Assuming that these conditions can be met, fuel cells can be used in a variety of applications. One well known use for fuel cells is to use them as an alternative power source for automobiles or buses. Because a single fuel cell is only capable of producing a voltage in the range of 0.4 to 0.8 volts, many applications require multiple cells to be assembled in series electrically, enabling higher voltages. One problem with using fuel cells in these stacks is that adding additional fuel cells necessarily increases the battery""s overall size. Conventional PEM fuel cell stacks are built with bipolar carbon plates between the cells. Naturally, these plates contribute to the overall size of the fuel cell design. When a fuel cell is used as a stationary power source, the size of the cell may not be an issue. For portable devices, however, the size and weight of the fuel cell is of paramount importance. There is thus a need for compact fuel cells that can meet the power requirements of portable devices such as cellular telephones, laptop computers, breathalyzer devices, personal digital assistants, and the like.
The invention disclosed herein is directed toward a novel structural design for a PEM fuel cell, as well as a novel method of creating an anode and a cathode via a sputtering technique. This invention can be used with hydrogen or direct methanol fuel cells.
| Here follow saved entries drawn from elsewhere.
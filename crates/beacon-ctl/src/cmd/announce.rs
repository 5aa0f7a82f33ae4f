//! Own announcement and offline signal verification.

use anyhow::{Context, Result};
use serde::Deserialize;

use beacon_core::signal::verify_signal;
use beacon_core::Framing;

use super::http::{base_url, get_json};

#[derive(Deserialize)]
struct AnnouncementResponse {
    instance_name: String,
    framing: String,
    length: usize,
    payload: String,
}

pub async fn cmd_announcement(port: u16) -> Result<()> {
    let resp: AnnouncementResponse =
        get_json(&format!("{}/announcement", base_url(port))).await?;

    println!("═══════════════════════════════════════");
    println!("  Announcement");
    println!("═══════════════════════════════════════");
    println!("  Instance : {}", resp.instance_name);
    println!("  Framing  : {}", resp.framing);
    println!("  Length   : {} bytes", resp.length);
    println!("  Payload  : {}", resp.payload);

    Ok(())
}

/// Decode a hex payload and check its signature against `name`.
pub fn cmd_verify(name: &str, payload_hex: &str, framing: Option<&str>) -> Result<()> {
    let framing: Framing = match framing {
        Some(f) => f.parse().map_err(|e: String| anyhow::anyhow!(e))?,
        None => Framing::default(),
    };
    let payload = hex::decode(payload_hex.trim()).context("payload is not valid hex")?;

    let ann = verify_signal(name, &payload, framing).context("signal rejected")?;

    println!("✓ signature valid");
    println!("  Instance   : {}", name);
    println!("  Pin        : {}", String::from_utf8_lossy(&ann.pin));
    println!("  Public key : {} bytes", ann.public_key.len());
    println!("  Signature  : {} bytes", ann.signature.len());
    Ok(())
}
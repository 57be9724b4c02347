use std::sync::LazyLock;

use regex::Regex;

use super::text::squash_spaces;

/// Editorial verdict markers fact-check sites put in front of headlines.
/// Alternatives are tried left to right; the whole run is anchored at the start.
static TITLE_PREFIX_RE: LazyLock<Regex> = LazyLock::new(|| {
    Regex::new(
        r"(?ix)
        ^(
            \[?\s*(salah|keliru|hoaks?|hoax|klarifikasi|penipuan|misinformasi)\s*\]? |
            cek\s*fakta[:,]? |
            fakta[:,]? |
            klarifikasi[:,]? |
            hoaks! |
            hoax! |
            keliru! |
            salah! |
            update[:,]? |
            breaking\s*news[:,]?
        )+",
    )
    .unwrap()
});
static SYMBOL_RE: LazyLock<Regex> = LazyLock::new(|| Regex::new(r"[^\w\s]").unwrap());

pub fn clean_title(raw: &str) -> String {
    let title = raw.to_lowercase();
    let title = TITLE_PREFIX_RE.replace(&title, "");
    let title = SYMBOL_RE.replace_all(&title, " ");
    squash_spaces(&title)
}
The geometry, discussed more fully below, allows a design engineer to construct a compact fuel cell useful in portable devices requiring battery power. In addition to facilitating connecting multiple fuel cells together in a layer, the design of this invention allows for the creation of fuel cell stacks. The sputtering disclosed herein is comprised of sputtering thin film catalysts onto ribbed surfaces, thereby creating anodes and cathodes. In order for a high effective surface area for the fuel and oxidant and their respective reactions to be created, a porous catalyst could be used. In addition, the thickness of the catalysts can be chosen in such a way as to support electron conduction and, therefore, to allow the catalyst and the surface upon which it was sputtered to act as an anode and a cathode.